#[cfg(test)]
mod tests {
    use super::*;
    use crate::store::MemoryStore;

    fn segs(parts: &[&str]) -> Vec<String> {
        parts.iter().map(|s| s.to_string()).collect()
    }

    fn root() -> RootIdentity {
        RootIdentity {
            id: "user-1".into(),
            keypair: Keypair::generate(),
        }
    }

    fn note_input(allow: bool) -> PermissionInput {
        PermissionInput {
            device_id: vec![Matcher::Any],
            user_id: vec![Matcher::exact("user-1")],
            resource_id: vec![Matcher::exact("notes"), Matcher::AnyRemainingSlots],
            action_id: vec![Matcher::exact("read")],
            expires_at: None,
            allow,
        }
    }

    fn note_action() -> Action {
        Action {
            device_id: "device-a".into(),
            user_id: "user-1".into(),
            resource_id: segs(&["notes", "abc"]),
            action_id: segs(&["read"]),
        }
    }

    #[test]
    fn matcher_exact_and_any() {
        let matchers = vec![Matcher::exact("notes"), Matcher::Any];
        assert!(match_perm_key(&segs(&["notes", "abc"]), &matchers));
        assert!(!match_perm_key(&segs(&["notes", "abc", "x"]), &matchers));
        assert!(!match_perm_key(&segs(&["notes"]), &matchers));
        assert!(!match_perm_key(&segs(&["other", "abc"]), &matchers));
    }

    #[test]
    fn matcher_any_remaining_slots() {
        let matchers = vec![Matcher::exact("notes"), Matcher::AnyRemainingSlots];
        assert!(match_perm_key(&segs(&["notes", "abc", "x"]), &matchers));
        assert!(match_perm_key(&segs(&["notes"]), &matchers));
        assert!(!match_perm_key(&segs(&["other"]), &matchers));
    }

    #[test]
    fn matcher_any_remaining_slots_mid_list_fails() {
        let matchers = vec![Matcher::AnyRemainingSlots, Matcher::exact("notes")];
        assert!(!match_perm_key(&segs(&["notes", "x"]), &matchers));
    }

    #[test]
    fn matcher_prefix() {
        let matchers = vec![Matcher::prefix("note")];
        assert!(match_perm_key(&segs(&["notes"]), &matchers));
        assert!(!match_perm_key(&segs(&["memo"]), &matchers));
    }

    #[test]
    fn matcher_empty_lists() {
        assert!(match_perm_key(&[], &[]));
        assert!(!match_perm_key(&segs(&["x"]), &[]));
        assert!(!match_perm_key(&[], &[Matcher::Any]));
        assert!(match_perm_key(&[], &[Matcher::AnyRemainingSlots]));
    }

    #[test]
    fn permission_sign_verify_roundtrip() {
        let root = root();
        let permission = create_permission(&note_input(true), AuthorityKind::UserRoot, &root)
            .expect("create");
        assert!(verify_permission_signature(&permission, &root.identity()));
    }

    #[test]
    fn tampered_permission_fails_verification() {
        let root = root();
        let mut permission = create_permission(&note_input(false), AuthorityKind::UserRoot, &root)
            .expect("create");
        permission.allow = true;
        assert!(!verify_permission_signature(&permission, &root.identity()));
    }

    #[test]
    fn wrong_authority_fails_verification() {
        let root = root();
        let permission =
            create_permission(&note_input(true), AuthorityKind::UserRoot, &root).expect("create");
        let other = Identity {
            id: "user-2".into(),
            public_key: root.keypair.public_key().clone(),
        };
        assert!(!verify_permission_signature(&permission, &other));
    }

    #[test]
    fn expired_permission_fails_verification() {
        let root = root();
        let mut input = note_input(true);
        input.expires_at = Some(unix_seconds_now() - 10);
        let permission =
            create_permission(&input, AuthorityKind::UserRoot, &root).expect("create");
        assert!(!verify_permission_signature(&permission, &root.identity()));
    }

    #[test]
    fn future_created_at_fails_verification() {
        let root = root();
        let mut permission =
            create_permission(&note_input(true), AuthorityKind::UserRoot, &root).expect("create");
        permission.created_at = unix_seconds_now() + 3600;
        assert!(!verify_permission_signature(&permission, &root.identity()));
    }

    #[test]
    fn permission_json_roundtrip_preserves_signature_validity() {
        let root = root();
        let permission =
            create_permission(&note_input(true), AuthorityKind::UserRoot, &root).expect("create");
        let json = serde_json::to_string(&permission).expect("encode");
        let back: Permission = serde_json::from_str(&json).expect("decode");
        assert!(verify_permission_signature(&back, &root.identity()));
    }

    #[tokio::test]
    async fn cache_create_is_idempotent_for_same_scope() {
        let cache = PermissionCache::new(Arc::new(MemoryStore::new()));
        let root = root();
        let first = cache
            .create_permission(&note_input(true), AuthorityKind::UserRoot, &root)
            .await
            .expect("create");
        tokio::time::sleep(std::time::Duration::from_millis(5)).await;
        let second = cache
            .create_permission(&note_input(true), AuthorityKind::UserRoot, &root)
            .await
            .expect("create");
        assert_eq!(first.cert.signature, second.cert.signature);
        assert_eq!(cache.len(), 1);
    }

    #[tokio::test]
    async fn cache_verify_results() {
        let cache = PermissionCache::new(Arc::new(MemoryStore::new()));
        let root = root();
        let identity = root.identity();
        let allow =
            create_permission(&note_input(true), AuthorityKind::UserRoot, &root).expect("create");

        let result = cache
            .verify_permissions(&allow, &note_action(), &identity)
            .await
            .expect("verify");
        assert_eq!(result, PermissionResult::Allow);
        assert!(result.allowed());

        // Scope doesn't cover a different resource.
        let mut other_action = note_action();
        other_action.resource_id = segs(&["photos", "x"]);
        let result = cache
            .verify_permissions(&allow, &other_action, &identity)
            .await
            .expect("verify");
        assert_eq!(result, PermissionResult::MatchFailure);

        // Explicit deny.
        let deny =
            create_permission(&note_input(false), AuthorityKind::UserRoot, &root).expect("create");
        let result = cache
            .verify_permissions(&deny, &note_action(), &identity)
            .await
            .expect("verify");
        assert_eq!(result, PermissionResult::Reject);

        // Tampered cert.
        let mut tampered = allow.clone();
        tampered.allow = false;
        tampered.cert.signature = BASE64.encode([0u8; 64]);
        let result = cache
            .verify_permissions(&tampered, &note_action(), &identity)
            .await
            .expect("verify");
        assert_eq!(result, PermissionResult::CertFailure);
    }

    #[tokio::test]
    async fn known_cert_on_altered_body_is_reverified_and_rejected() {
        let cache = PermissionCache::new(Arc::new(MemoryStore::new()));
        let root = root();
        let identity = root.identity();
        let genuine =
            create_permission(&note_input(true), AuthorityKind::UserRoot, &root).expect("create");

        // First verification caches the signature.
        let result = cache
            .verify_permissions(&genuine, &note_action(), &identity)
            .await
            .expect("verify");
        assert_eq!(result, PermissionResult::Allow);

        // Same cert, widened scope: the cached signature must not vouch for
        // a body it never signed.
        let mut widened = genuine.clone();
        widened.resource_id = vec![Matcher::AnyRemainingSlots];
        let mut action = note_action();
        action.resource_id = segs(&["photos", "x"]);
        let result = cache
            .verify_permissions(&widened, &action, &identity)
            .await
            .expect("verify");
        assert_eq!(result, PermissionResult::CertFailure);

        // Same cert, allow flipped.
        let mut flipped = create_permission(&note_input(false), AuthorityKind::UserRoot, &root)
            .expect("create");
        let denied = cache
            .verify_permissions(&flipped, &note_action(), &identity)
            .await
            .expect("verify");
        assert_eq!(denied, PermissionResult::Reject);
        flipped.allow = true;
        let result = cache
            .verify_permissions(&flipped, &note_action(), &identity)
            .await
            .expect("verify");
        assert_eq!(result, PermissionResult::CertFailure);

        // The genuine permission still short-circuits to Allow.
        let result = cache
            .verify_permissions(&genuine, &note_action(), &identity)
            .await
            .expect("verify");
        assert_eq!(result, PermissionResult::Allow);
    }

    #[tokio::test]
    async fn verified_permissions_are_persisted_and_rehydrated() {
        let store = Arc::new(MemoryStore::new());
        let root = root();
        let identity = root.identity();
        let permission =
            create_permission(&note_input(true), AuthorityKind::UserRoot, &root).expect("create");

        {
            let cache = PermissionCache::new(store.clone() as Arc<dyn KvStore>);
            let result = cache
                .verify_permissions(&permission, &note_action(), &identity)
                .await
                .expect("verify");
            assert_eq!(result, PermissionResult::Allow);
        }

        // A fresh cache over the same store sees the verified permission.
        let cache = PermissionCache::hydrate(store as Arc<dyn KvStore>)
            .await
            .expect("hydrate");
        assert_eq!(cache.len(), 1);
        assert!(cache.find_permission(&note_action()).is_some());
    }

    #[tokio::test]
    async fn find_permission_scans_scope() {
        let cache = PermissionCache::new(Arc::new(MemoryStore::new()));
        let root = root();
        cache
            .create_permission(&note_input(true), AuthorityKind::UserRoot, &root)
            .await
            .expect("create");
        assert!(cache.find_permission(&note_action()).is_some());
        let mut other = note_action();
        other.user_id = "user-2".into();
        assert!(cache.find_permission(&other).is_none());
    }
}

■ Exercise directions: Return every line from the records above that holds the word "encode".

■ Result below:
        let json = serde_json::to_string(&permission).expect("encode");
        tampered.cert.signature = BASE64.encode([0u8; 64]);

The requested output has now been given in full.